「ふと 絆-きづな- という言葉を思い出し 涙が止まらなくなる ロックダウン下で生活する人たちの姿に虚実を超えた「真実」を見た」未完成の映画 Freddie3vさんの映画レビュー(感想・評価)
ふと 絆-きづな- という言葉を思い出し 涙が止まらなくなる ロックダウン下で生活する人たちの姿に虚実を超えた「真実」を見た
文字で書いて小説という形式にすれば記録文学ということになるのでしょうか。ロウ•イエ監督はそれを映画の形にして見事に結実させました。冷静になって見れば、ちゃんとした脚本があり、プロの俳優さんやそれに準ずる人たち(スタッフが本人役で出ている例もあるとのこと)が役を演じているということが分かりますが(なぜなら、都合よくそれを撮影しているカメラが常にそこにあるわけですから)、実録か再現劇か、そんなことはどうでもよくなるくらい、圧倒的な映像の力を感じました(一部は実際の当時の映像を使っているようですが)。それは、たとえそれが再現劇であるにせよ、あの時そこにあった「真実」を伝えることに成功したということに他なりません。

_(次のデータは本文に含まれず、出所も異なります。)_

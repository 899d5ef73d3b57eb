//! Stock side of warehouse documents.
//!
//! Tracking types and line detail records, the contract with the external
//! stock ledger, and the allocation engine that turns user input into
//! details bounded by what is actually on hand. No IO happens here apart from
//! calls through the [`StockLedgerView`]/[`StockLedger`] traits.

pub mod allocation;
pub mod in_memory;
pub mod ledger;
pub mod tracking;

pub use allocation::{
    AllocationEngine, AllocationInput, AllocationOutcome, CapacityWarning, LocationScope,
    LocationStock,
};
pub use in_memory::InMemoryStockLedger;
pub use ledger::{
    CommitReceipt, CommitRequest, LedgerError, LotRecord, MovementDirection, MovementUnit,
    OnhandByLocation, SerialRecord, StockLedger, StockLedgerView, StockMovement,
};
pub use tracking::{LineDetails, LotDetail, QtyDetail, SerialDetail, TrackingType};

特に、登場人物それぞれがホテルの部屋に缶詰め状態になり、人との直接の交流を遮断され、孤独な生活を余儀なくされた後の描写は圧巻でした。結局は家族や仲間たちとオンラインで交流してゆくしかないんですね。オンライン飲み会で仲間たちそれぞれが自分は大丈夫、元気だからと示し、かつ、自分の元気な姿で皆を元気づけようといろいろと工夫しているのを見て私は目頭が熱くなりました。ふと、あの東日本大震災の後に流行した 絆-きづな-という言葉を思い出し、涙が止まらなくなりました。やはり、人は人との関わり合いの中から希望を見い出してゆくんですね。

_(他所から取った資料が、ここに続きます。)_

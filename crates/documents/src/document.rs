use chrono::{DateTime, NaiveDate, Utc};
use serde::{Deserialize, Serialize};

use forgewms_core::{ActorId, Aggregate, AggregateRoot, DocumentNo, DomainError};
use forgewms_events::Event;
use forgewms_stock::{AllocationEngine, LineDetails};

use crate::header::{CountScope, DocumentHeader, IssueMode, IssueType, KindDetail, ReceiptType};
use crate::history::{StatusHistory, StatusHistoryEvent};
use crate::line::{CountLine, Line, LineDraft, SystemQtySnapshot};
use crate::status::{self, DocumentKind, DocumentStatus};

/// How the caller opened the document.
#[derive(Debug, Clone, Copy, PartialEq, Eq, Serialize, Deserialize)]
pub enum EditMode {
    Create,
    Edit,
    View,
}

/// String-keyed cross references between documents, resolved through a
/// store lookup at read time.
#[derive(Debug, Clone, Default, PartialEq, Eq, Serialize, Deserialize)]
pub struct DocumentLinks {
    /// Transfer that spawned this Issue/Receipt.
    pub source_transfer_no: Option<DocumentNo>,
    pub linked_gi_no: Option<DocumentNo>,
    pub linked_gr_no: Option<DocumentNo>,
}

#[derive(Debug, Clone, Copy, PartialEq, Eq, Serialize, Deserialize)]
#[serde(rename_all = "snake_case")]
pub enum LinkRole {
    SourceTransfer,
    LinkedIssue,
    LinkedReceipt,
}

/// Aggregate root: a warehouse document (Receipt, Issue, Transfer or Count).
#[derive(Debug, Clone, PartialEq, Eq, Serialize, Deserialize)]
pub struct Document {
    doc_no: DocumentNo,
    kind: DocumentKind,
    header: DocumentHeader,
    status: DocumentStatus,
    lines: Vec<Line>,
    count_lines: Vec<CountLine>,
    links: DocumentLinks,
    history: StatusHistory,
    version: u64,
    created: bool,
}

あのパンデミック突入から5年ほどたち、嵐は去ったとの感がありますが、突入から約3年、いわゆるコロナ禍の緊張感のもとで暮らしたことはこの先も忘れずにいようと思います。幸いにして私の周囲にはコロナ禍で命を落とした者はおりませんでしたが、不幸にもこの世を去ることになった世界中の人たちのご冥福をお祈りいたします。